The Commentary explains two situations in which this provision would apply:

For a considerable period of time – and still at the time of writing – there has been no significant diversion of legally manufactured drugs from legal trade into illicit channels; but if a Government were unable to prevent such a diversion of drugs in Schedule IV, a situation would arise in which the measures of prohibition mentioned in subparagraph (b) would be "the most appropriate means of protecting the public health and welfare". Whether this was or was not the case would be left to the judgement of the Party concerned whose bona fide opinion on this matter could not be challenged by any other Party.

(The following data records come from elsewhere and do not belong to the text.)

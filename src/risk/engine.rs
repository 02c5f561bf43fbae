// ============================================================================
// Risk Engine
// ============================================================================
//
// Pure EAL arithmetic over in-memory values. Nothing here touches the
// gateway, holds state, or produces side effects; callers can invoke these
// from any number of tasks without synchronization.
//
// Clamping rules: probability-like inputs clamp to [0, 1], frequency-like
// inputs clamp to >= 0, and the final delta clamps to >= 0. Nothing else
// is silently adjusted. A negative revenue base is an error, not a clamp.
//
// ============================================================================

use super::effects::EffectProvider;
use crate::model::Control;
use crate::core::{Result, RiskError};

/// Maturity scale ceiling; maturity contributes `maturity / 3` to quality.
pub const MATURITY_MAX: u8 = 3;

#[inline]
pub fn clamp01(value: f64) -> f64 {
    value.clamp(0.0, 1.0)
}

#[inline]
fn non_negative(value: f64) -> f64 {
    value.max(0.0)
}

/// Annualized loss expectancy before any controls.
///
/// `eal = max(frequency, 0) * clamp01(impact_pct) * revenue_per_year`
///
/// # Errors
/// `InvalidArgument` when `revenue_per_year` is negative; revenue is a
/// modeling base, not a probability, so no clamp applies.
pub fn base_eal(frequency: f64, impact_pct: f64, revenue_per_year: f64) -> Result<f64> {
    if revenue_per_year < 0.0 {
        return Err(RiskError::InvalidArgument(format!(
            "revenue_per_year must be >= 0, got {revenue_per_year}"
        )));
    }
    Ok(non_negative(frequency) * clamp01(impact_pct) * revenue_per_year)
}

/// Quality weight of one control:
/// `clamp01(coverage) * clamp01(evidence) * clamp01(freshness) * clamp01(maturity/3)`.
pub fn quality_weight(control: &Control) -> f64 {
    clamp01(control.coverage)
        * clamp01(control.evidence_weight)
        * clamp01(control.freshness)
        * clamp01(f64::from(control.maturity) / f64::from(MATURITY_MAX))
}

/// Apply every implemented control to a (frequency, impact_pct) pair.
///
/// Composition is sequential and multiplicative: each control scales the
/// already-reduced values by `(1 - effect * weight)` per dimension. The
/// product commutes, so ordering among controls cannot change the result;
/// each implemented control is applied exactly once.
///
/// Controls that are not implemented, or whose quality weight is zero,
/// contribute nothing.
pub fn apply_control_effects(
    frequency: f64,
    impact_pct: f64,
    controls: &[Control],
    effects: &dyn EffectProvider,
) -> (f64, f64) {
    let mut residual_frequency = non_negative(frequency);
    let mut residual_impact = clamp01(impact_pct);

    for control in controls {
        if !control.implemented {
            continue;
        }
        let weight = quality_weight(control);
        if weight <= 0.0 {
            continue;
        }
        let effect = effects.effect_for(control);
        residual_frequency *= 1.0 - clamp01(effect.frequency) * weight;
        residual_impact *= 1.0 - clamp01(effect.impact) * weight;
    }

    (non_negative(residual_frequency), clamp01(residual_impact))
}

/// Annualized loss expectancy after control effects.
///
/// Same clamping and revenue rules as [`base_eal`].
pub fn residual_eal(
    frequency: f64,
    impact_pct: f64,
    controls: &[Control],
    effects: &dyn EffectProvider,
    revenue_per_year: f64,
) -> Result<f64> {
    let (residual_frequency, residual_impact) =
        apply_control_effects(frequency, impact_pct, controls, effects);
    base_eal(residual_frequency, residual_impact, revenue_per_year)
}

/// EAL reduction attributable to controls: `max(0, base - residual)`.
///
/// Never negative, even when a caller supplies a residual above base; that
/// is a defensive clamp, not an error.
pub fn delta_eal(base: f64, residual: f64) -> f64 {
    non_negative(base - residual)
}
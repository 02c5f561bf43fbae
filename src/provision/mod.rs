pub mod engine;
pub mod ledger;

pub use engine::ProvisioningEngine;
pub use ledger::{IdempotencyMapping, LEDGER_UNIQUE_CONSTRAINT};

Another situation in which measures of prohibition would be "appropriate" for the protection of public health and welfare might exist where the members of the medical profession administered or prescribed drugs in Schedule IV in an unduly extensive way, and other less radical measures, such as warnings by public authorities, professional associations or manufacturers, were ineffective. It may however be assumed that such a situation could rarely if ever arise.

The Commentary notes that "Whether the prohibition of drugs in Schedule IV (cannabis and resin, desomorphine, heroin, ketobemidone) should be mandatory or only recommended was a controversial question at the Plenipotentiary Conference." The provision adopted represents "a compromise which leaves prohibition to the judgement, though theoretically not to the discretion, of each Party." The Parties are required to act in good faith in making this decision, or else they will be in violation of the treaty.

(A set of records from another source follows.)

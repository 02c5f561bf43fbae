// ============================================================================
// Audit Interceptor
// ============================================================================
//
// Runs inside the gateway's commit path, over the full pending-change set of
// one unit of work. Two policies, applied per change:
//
//   1. Soft-delete conversion: a Delete of a soft-deletable record becomes
//      an Update that sets the deletion stamp. The row is never physically
//      removed.
//   2. Revision recording: every versioned record gets one revision with an
//      action tag and a flat snapshot of its scalar columns.
//
// Both happen before any change is applied, so a failing snapshot aborts the
// whole commit and neither rows nor revisions become visible.
//
// ============================================================================

use chrono::{DateTime, Utc};
use tracing::debug;

use super::change::PendingChange;
use crate::core::{Result, RiskError};
use crate::model::revision::{Revision, RevisionAction, Snapshot};

/// Outcome of the interceptor pass: the (possibly rewritten) changes to
/// apply, plus the revisions to append alongside them.
#[derive(Debug)]
pub struct InterceptedCommit {
    pub changes: Vec<PendingChange>,
    pub revisions: Vec<Revision>,
}

pub struct AuditInterceptor;

impl AuditInterceptor {
    /// Process one unit of work's pending changes.
    ///
    /// `now` and `actor` are sampled once per commit so every stamp in the
    /// transaction agrees.
    ///
    /// # Errors
    /// `AuditIntegrity` when a snapshot cannot be built, or when an update
    /// or hard delete is staged against an append-only record kind. Any of
    /// these aborts the whole commit.
    pub fn before_commit(
        changes: Vec<PendingChange>,
        now: DateTime<Utc>,
        actor: Option<&str>,
    ) -> Result<InterceptedCommit> {
        let mut rewritten = Vec::with_capacity(changes.len());
        let mut revisions = Vec::with_capacity(changes.len());

        for change in changes {
            let (change, action, snapshot) = Self::intercept_one(change, now, actor)?;

            if let Some((action, snapshot)) = action.zip(snapshot) {
                revisions.push(Revision {
                    table: change.table(),
                    entity_id: change.entity_id(),
                    action,
                    actor: actor.map(str::to_owned),
                    snapshot,
                    recorded_at: now,
                });
            }
            rewritten.push(change);
        }

        Ok(InterceptedCommit {
            changes: rewritten,
            revisions,
        })
    }

    fn intercept_one(
        change: PendingChange,
        now: DateTime<Utc>,
        actor: Option<&str>,
    ) -> Result<(PendingChange, Option<RevisionAction>, Option<Snapshot>)> {
        match change {
            PendingChange::Insert(record) => {
                let snapshot = record.is_versioned().then(|| record.snapshot_map()).transpose()?;
                let action = snapshot.is_some().then_some(RevisionAction::Create);
                Ok((PendingChange::Insert(record), action, snapshot))
            }

            PendingChange::Update { before, after } => {
                if after.is_append_only() {
                    return Err(RiskError::AuditIntegrity(format!(
                        "update staged against immutable {} '{}'",
                        after.table(),
                        after.entity_id()
                    )));
                }
                // Post-change values for updates.
                let snapshot = after.is_versioned().then(|| after.snapshot_map()).transpose()?;
                let action = snapshot.is_some().then_some(RevisionAction::Update);
                Ok((PendingChange::Update { before, after }, action, snapshot))
            }

            PendingChange::Delete { before } => {
                // Pre-change values for deletes; the primary key is always
                // present in our records, so the "take the key from whichever
                // side is non-null" rule reduces to the before-image key.
                let snapshot = before.is_versioned().then(|| before.snapshot_map()).transpose()?;
                let action = snapshot.is_some().then_some(RevisionAction::Delete);

                let mut after = before.clone();
                let Some(state) = after.soft_delete_mut() else {
                    return Err(RiskError::AuditIntegrity(format!(
                        "hard delete staged against immutable {} '{}'",
                        before.table(),
                        before.entity_id()
                    )));
                };
                state.mark_deleted(now, actor.map(str::to_owned));

                debug!(
                    table = before.table(),
                    entity = %before.entity_id(),
                    "rewrote delete to soft-delete update"
                );
                Ok((PendingChange::Update { before, after }, action, snapshot))
            }
        }
    }
}

#[cfg(test)]
mod tests {
    use super::*;
    use crate::core::{CustomerId, EntityId, TemplateId};
    use crate::model::{Control, ControlTemplate, Scenario, ScenarioTemplate};
    use crate::provision::ledger::IdempotencyMapping;
    use crate::store::record::Record;
    use serde_json::Value;

    fn scenario() -> Scenario {
        Scenario::materialize(
            CustomerId::new(),
            &ScenarioTemplate {
                id: TemplateId::new(),
                name: "Supplier outage".into(),
                annual_frequency: 1.5,
                impact_pct: 0.04,
                tags: vec![],
            },
        )
    }

    fn control() -> Control {
        Control::materialize(
            CustomerId::new(),
            EntityId::new(),
            &ControlTemplate {
                id: TemplateId::new(),
                name: "Dual sourcing".into(),
                cost: 40_000.0,
                effort: 5.0,
                tags: vec![],
            },
        )
    }

    #[test]
    fn test_insert_yields_create_revision() {
        let record = Record::Scenario(scenario());
        let id = record.entity_id();

        let out = AuditInterceptor::before_commit(
            vec![PendingChange::Insert(record)],
            Utc::now(),
            Some("alice"),
        )
        .unwrap();

        assert_eq!(out.changes.len(), 1);
        assert_eq!(out.revisions.len(), 1);
        let revision = &out.revisions[0];
        assert_eq!(revision.action, RevisionAction::Create);
        assert_eq!(revision.entity_id, id);
        assert_eq!(revision.actor.as_deref(), Some("alice"));
    }

    #[test]
    fn test_delete_rewritten_to_soft_delete_update() {
        let record = Record::Control(control());
        let now = Utc::now();

        let out = AuditInterceptor::before_commit(
            vec![PendingChange::Delete { before: record }],
            now,
            Some("bob"),
        )
        .unwrap();

        // The change applied to the store is an update carrying the stamp.
        let PendingChange::Update { after, .. } = &out.changes[0] else {
            panic!("delete not rewritten to update");
        };
        assert!(after.is_soft_deleted());

        // The revision still says Delete, and snapshots pre-change values.
        let revision = &out.revisions[0];
        assert_eq!(revision.action, RevisionAction::Delete);
        assert_eq!(revision.field("is_deleted"), Some(&Value::Bool(false)));
        assert_eq!(revision.actor.as_deref(), Some("bob"));
        assert_eq!(revision.recorded_at, now);
    }

    #[test]
    fn test_delete_without_actor_stamps_none() {
        let record = Record::Scenario(scenario());
        let out = AuditInterceptor::before_commit(
            vec![PendingChange::Delete { before: record }],
            Utc::now(),
            None,
        )
        .unwrap();

        let PendingChange::Update { after, .. } = &out.changes[0] else {
            panic!("delete not rewritten to update");
        };
        let Record::Scenario(s) = after else { panic!() };
        assert!(s.soft_delete.is_deleted);
        assert!(s.soft_delete.deleted_at.is_some());
        assert!(s.soft_delete.deleted_by.is_none());
    }

    #[test]
    fn test_update_snapshots_post_change_values() {
        let before = scenario();
        let mut after = before.clone();
        after.annual_frequency = 9.0;

        let out = AuditInterceptor::before_commit(
            vec![PendingChange::Update {
                before: Record::Scenario(before),
                after: Record::Scenario(after),
            }],
            Utc::now(),
            None,
        )
        .unwrap();

        let revision = &out.revisions[0];
        assert_eq!(revision.action, RevisionAction::Update);
        assert_eq!(
            revision.field("annual_frequency").and_then(Value::as_f64),
            Some(9.0)
        );
    }

    #[test]
    fn test_hard_delete_of_ledger_row_is_fatal() {
        let mapping = IdempotencyMapping::new(
            CustomerId::new(),
            TemplateId::new(),
            EntityId::new(),
            Utc::now(),
        );
        let err = AuditInterceptor::before_commit(
            vec![PendingChange::Delete {
                before: Record::Mapping(mapping),
            }],
            Utc::now(),
            None,
        )
        .unwrap_err();

        assert!(matches!(err, RiskError::AuditIntegrity(_)));
    }

    #[test]
    fn test_update_of_ledger_row_is_fatal() {
        let mapping = IdempotencyMapping::new(
            CustomerId::new(),
            TemplateId::new(),
            EntityId::new(),
            Utc::now(),
        );
        let mut repointed = mapping.clone();
        repointed.entity_id = EntityId::new();

        let err = AuditInterceptor::before_commit(
            vec![PendingChange::Update {
                before: Record::Mapping(mapping),
                after: Record::Mapping(repointed),
            }],
            Utc::now(),
            None,
        )
        .unwrap_err();

        assert!(matches!(err, RiskError::AuditIntegrity(_)));
    }

    #[test]
    fn test_batch_shares_one_timestamp() {
        let now = Utc::now();
        let out = AuditInterceptor::before_commit(
            vec![
                PendingChange::Insert(Record::Scenario(scenario())),
                PendingChange::Insert(Record::Control(control())),
            ],
            now,
            Some("carol"),
        )
        .unwrap();

        assert_eq!(out.revisions.len(), 2);
        assert!(out.revisions.iter().all(|r| r.recorded_at == now));
    }
}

Cannabis and cannabis resin were present in Schedule IV from 1961 until 2 December 2020.

| List of drugs in Schedule IV (not comprehensive) |
|---|
| Semisynthetic opioids: acetorphine; desomorphine; etorphine; heroin; Synthetic opioids – fentanyl and derivatives: acetyl-alpha-methylfentanyl; alpha-methylfentanyl; alpha-methylthiofentanyl; beta-hydroxyfentanyl; beta-hydroxy-3-methylfentanyl; 3-methylfentanyl; 3-methylthiofentanyl; para-fluorofentanyl; thiofentanyl; Synthetic 4-phenylpiperidine opioids – prodines: desmethylprodine (MPPP); PEPAP; Synthetic 4-phenylpiperidine opioids – ketobemidones: ketobemidone; And the salts of the drugs listed in this schedule whenever the formation of such salts is possible. |

===Limitation of scope===
The Single Convention allows only drugs with morphine-like, cocaine-like, and cannabis-like effects to be added to the Schedules. The strength of the drug is not relevant; only the similarity of its effects to the substances already controlled. For instance, etorphine and acetorphine were considered sufficiently morphine-like to fall under the treaty's scope, although they are many times more potent than morphine. However, according to the Commentary:

The Office of Legal Affairs of the United Nations ruled, in an opinion given to the Commission on Narcotic Drugs at its twenty-third session, that barbiturates, tranquillizers and amphetamines were outside the scope of the Single Convention. It pointed out that there was an understanding at all stages of the drafting of the Single Convention, in particular at the Plenipotentiary Conference of 1961 which adopted that treaty, that the Convention was not applicable to these three types of substances, although the effects of amphetamines have some degree of similarity to cocaine, and those of barbiturates and tranquillizers to morphine.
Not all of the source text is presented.